EXERCISE: Reproduce each record exactly, leaving out no line.

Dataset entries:
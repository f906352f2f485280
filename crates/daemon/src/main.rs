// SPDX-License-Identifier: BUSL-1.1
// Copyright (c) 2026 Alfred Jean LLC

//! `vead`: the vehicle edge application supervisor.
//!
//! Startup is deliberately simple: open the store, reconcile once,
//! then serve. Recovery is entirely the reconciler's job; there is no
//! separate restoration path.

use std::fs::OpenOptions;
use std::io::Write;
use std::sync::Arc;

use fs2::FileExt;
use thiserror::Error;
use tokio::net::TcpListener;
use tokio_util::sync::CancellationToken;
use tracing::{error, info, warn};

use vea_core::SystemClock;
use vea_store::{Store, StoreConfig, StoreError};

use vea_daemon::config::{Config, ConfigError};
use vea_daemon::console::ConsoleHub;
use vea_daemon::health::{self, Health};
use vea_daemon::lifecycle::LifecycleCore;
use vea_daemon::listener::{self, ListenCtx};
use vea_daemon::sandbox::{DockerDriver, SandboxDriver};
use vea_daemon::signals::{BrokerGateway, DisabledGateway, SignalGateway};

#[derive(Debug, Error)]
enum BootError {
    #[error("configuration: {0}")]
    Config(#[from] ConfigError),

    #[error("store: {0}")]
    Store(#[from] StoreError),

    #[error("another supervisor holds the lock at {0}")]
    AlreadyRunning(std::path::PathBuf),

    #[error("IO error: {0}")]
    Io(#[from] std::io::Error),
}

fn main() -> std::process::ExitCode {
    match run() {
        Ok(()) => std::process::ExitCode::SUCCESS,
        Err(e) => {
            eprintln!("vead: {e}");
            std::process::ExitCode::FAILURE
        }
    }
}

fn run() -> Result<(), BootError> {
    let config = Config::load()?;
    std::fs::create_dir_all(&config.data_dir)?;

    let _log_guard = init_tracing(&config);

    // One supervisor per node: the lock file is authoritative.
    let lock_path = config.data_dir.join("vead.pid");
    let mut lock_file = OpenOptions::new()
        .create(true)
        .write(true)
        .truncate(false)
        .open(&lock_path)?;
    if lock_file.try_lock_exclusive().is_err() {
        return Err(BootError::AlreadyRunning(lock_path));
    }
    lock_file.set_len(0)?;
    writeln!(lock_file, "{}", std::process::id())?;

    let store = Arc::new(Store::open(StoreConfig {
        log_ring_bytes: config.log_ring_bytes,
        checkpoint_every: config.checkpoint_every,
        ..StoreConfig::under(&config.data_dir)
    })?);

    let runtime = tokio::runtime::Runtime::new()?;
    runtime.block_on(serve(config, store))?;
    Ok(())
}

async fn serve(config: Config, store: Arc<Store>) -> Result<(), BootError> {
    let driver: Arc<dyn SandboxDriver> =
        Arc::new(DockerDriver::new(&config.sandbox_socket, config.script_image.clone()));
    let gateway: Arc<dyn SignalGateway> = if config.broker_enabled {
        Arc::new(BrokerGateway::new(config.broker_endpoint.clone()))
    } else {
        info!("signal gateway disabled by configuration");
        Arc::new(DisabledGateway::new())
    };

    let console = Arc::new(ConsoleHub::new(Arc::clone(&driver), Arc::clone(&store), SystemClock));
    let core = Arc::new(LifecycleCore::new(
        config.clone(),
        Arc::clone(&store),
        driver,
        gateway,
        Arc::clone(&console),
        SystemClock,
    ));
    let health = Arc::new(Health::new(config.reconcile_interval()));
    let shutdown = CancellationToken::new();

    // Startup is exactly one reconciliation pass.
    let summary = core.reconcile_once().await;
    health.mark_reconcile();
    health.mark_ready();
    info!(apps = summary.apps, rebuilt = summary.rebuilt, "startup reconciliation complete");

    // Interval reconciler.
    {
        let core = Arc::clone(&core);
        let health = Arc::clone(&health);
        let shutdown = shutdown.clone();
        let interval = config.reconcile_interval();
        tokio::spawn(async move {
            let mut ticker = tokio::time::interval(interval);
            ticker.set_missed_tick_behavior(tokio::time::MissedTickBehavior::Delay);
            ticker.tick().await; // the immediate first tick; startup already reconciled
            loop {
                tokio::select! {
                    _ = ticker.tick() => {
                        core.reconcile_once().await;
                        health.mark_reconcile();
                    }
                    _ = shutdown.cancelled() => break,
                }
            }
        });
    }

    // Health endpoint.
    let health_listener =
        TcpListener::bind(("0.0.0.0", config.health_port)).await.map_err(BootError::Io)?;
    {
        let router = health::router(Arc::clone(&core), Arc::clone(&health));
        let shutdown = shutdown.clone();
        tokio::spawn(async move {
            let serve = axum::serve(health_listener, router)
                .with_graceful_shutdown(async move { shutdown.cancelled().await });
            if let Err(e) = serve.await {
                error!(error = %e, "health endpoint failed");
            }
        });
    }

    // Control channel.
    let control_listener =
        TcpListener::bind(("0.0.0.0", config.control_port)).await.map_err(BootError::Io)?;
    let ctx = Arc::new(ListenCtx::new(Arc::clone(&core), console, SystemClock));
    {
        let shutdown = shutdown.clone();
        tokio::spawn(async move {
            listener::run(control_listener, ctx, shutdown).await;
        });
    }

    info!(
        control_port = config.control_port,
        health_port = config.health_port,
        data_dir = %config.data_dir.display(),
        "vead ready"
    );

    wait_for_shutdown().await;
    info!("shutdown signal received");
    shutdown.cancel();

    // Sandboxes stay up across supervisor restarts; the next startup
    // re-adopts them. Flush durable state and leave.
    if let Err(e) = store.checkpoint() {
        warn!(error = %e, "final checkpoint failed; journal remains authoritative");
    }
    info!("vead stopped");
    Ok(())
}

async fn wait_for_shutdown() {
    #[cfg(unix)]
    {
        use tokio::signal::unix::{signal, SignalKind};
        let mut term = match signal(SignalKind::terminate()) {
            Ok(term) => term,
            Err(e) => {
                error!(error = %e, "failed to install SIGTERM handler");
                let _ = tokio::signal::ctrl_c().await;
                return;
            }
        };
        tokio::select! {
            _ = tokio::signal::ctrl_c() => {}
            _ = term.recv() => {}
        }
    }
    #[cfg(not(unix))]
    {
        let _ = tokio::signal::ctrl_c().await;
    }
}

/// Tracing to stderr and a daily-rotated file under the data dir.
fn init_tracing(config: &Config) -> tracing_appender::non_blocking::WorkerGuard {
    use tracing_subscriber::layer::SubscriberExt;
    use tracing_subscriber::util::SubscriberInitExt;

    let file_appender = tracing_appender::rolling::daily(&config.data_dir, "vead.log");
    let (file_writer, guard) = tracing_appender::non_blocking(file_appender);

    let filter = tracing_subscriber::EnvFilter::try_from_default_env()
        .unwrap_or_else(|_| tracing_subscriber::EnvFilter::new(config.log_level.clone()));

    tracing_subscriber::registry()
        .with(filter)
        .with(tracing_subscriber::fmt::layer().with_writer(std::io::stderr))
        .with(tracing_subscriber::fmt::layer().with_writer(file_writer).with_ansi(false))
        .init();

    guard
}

ANSWER TO THIS PROBLEM:
repository f906352f2f485280
filename crates/daemon/src/main.rs
// SPDX-License-Identifier: BUSL-1.1
// Copyright (c) 2026 Alfred Jean LLC

//! `vead`: the vehicle edge application supervisor.
//!
//! Startup is deliberately simple: open the store, reconcile once,
//! then serve. Recovery is entirely the reconciler's job; there is no
//! separate restoration path.

use std::fs::OpenOptions;
use std::io::Write;
use std::sync::Arc;

use fs2::FileExt;
use thiserror::Error;
use tokio::net::TcpListener;
use tokio_util::sync::CancellationToken;
use tracing::{error, info, warn};

use vea_core::SystemClock;
use vea_store::{Store, StoreConfig, StoreError};

use vea_daemon::config::{Config, ConfigError};
use vea_daemon::console::ConsoleHub;
use vea_daemon::health::{self, Health};
use vea_daemon::lifecycle::LifecycleCore;
use vea_daemon::listener::{self, ListenCtx};
use vea_daemon::sandbox::{DockerDriver, SandboxDriver};
use vea_daemon::signals::{BrokerGateway, DisabledGateway, SignalGateway};

#[derive(Debug, Error)]
enum BootError {
    #[error("configuration: {0}")]
    Config(#[from] ConfigError),

    #[error("store: {0}")]
    Store(#[from] StoreError),

    #[error("another supervisor holds the lock at {0}")]
    AlreadyRunning(std::path::PathBuf),

    #[error("IO error: {0}")]
    Io(#[from] std::io::Error),
}

fn main() -> std::process::ExitCode {
    match run() {
        Ok(()) => std::process::ExitCode::SUCCESS,
        Err(e) => {
            eprintln!("vead: {e}");
            std::process::ExitCode::FAILURE
        }
    }
}

fn run() -> Result<(), BootError> {
    let config = Config::load()?;
    std::fs::create_dir_all(&config.data_dir)?;

    let _log_guard = init_tracing(&config);

    // One supervisor per node: the lock file is authoritative.
    let lock_path = config.data_dir.join("vead.pid");
    let mut lock_file = OpenOptions::new()
        .create(true)
        .write(true)
        .truncate(false)
        .open(&lock_path)?;
    if lock_file.try_lock_exclusive().is_err() {
        return Err(BootError::AlreadyRunning(lock_path));
    }
    lock_file.set_len(0)?;
    writeln!(lock_file, "{}", std::process::id())?;

    let store = Arc::new(Store::open(StoreConfig {
        log_ring_bytes: config.log_ring_bytes,
        checkpoint_every: config.checkpoint_every,
        ..StoreConfig::under(&config.data_dir)
    })?);

    let runtime = tokio::runtime::Runtime::new()?;
    runtime.block_on(serve(config, store))?;
    Ok(())
}

async fn serve(config: Config, store: Arc<Store>) -> Result<(), BootError> {
    let driver: Arc<dyn SandboxDriver> =
        Arc::new(DockerDriver::new(&config.sandbox_socket, config.script_image.clone()));
    let gateway: Arc<dyn SignalGateway> = if config.broker_enabled {
        Arc::new(BrokerGateway::new(config.broker_endpoint.clone()))
    } else {
        info!("signal gateway disabled by configuration");
        Arc::new(DisabledGateway::new())
    };

    let console = Arc::new(ConsoleHub::new(Arc::clone(&driver), Arc::clone(&store), SystemClock));
    let core = Arc::new(LifecycleCore::new(
        config.clone(),
        Arc::clone(&store),
        driver,
        gateway,
        Arc::clone(&console),
        SystemClock,
    ));
    let health = Arc::new(Health::new(config.reconcile_interval()));
    let shutdown = CancellationToken::new();

    // Startup is exactly one reconciliation pass.
    let summary = core.reconcile_once().await;
    health.mark_reconcile();
    health.mark_ready();
    info!(apps = summary.apps, rebuilt = summary.rebuilt, "startup reconciliation complete");

    // Interval reconciler.
    {
        let core = Arc::clone(&core);
        let health = Arc::clone(&health);
        let shutdown = shutdown.clone();
        let interval = config.reconcile_interval();
        tokio::spawn(async move {
            let mut ticker = tokio::time::interval(interval);
            ticker.set_missed_tick_behavior(tokio::time::MissedTickBehavior::Delay);
            ticker.tick().await; // the immediate first tick; startup already reconciled
            loop {
                tokio::select! {
                    _ = ticker.tick() => {
                        core.reconcile_once().await;
                        health.mark_reconcile();
                    }
                    _ = shutdown.cancelled() => break,
                }
            }
        });
    }

    // Health endpoint.
    let health_listener =
        TcpListener::bind(("0.0.0.0", config.health_port)).await.map_err(BootError::Io)?;
    {
        let router = health::router(Arc::clone(&core), Arc::clone(&health));
        let shutdown = shutdown.clone();
        tokio::spawn(async move {
            let serve = axum::serve(health_listener, router)
                .with_graceful_shutdown(async move { shutdown.cancelled().await });
            if let Err(e) = serve.await {
                error!(error = %e, "health endpoint failed");
            }
        });
    }

    // Control channel.
    let control_listener =
        TcpListener::bind(("0.0.0.0", config.control_port)).await.map_err(BootError::Io)?;
    let ctx = Arc::new(ListenCtx::new(Arc::clone(&core), console, SystemClock));
    {
        let shutdown = shutdown.clone();
        tokio::spawn(async move {
            listener::run(control_listener, ctx, shutdown).await;
        });
    }

    info!(
        control_port = config.control_port,
        health_port = config.health_port,
        data_dir = %config.data_dir.display(),
        "vead ready"
    );

    wait_for_shutdown().await;
    info!("shutdown signal received");
    shutdown.cancel();

    // Sandboxes stay up across supervisor restarts; the next startup
    // re-adopts them. Flush durable state and leave.
    if let Err(e) = store.checkpoint() {
        warn!(error = %e, "final checkpoint failed; journal remains authoritative");
    }
    info!("vead stopped");
    Ok(())
}

async fn wait_for_shutdown() {
    #[cfg(unix)]
    {
        use tokio::signal::unix::{signal, SignalKind};
        let mut term = match signal(SignalKind::terminate()) {
            Ok(term) => term,
            Err(e) => {
                error!(error = %e, "failed to install SIGTERM handler");
                let _ = tokio::signal::ctrl_c().await;
                return;
            }
        };
        tokio::select! {
            _ = tokio::signal::ctrl_c() => {}
            _ = term.recv() => {}
        }
    }
    #[cfg(not(unix))]
    {
        let _ = tokio::signal::ctrl_c().await;
    }
}

/// Tracing to stderr and a daily-rotated file under the data dir.
fn init_tracing(config: &Config) -> tracing_appender::non_blocking::WorkerGuard {
    use tracing_subscriber::layer::SubscriberExt;
    use tracing_subscriber::util::SubscriberInitExt;

    let file_appender = tracing_appender::rolling::daily(&config.data_dir, "vead.log");
    let (file_writer, guard) = tracing_appender::non_blocking(file_appender);

    let filter = tracing_subscriber::EnvFilter::try_from_default_env()
        .unwrap_or_else(|_| tracing_subscriber::EnvFilter::new(config.log_level.clone()));

    tracing_subscriber::registry()
        .with(filter)
        .with(tracing_subscriber::fmt::layer().with_writer(std::io::stderr))
        .with(tracing_subscriber::fmt::layer().with_writer(file_writer).with_ansi(false))
        .init();

    guard
}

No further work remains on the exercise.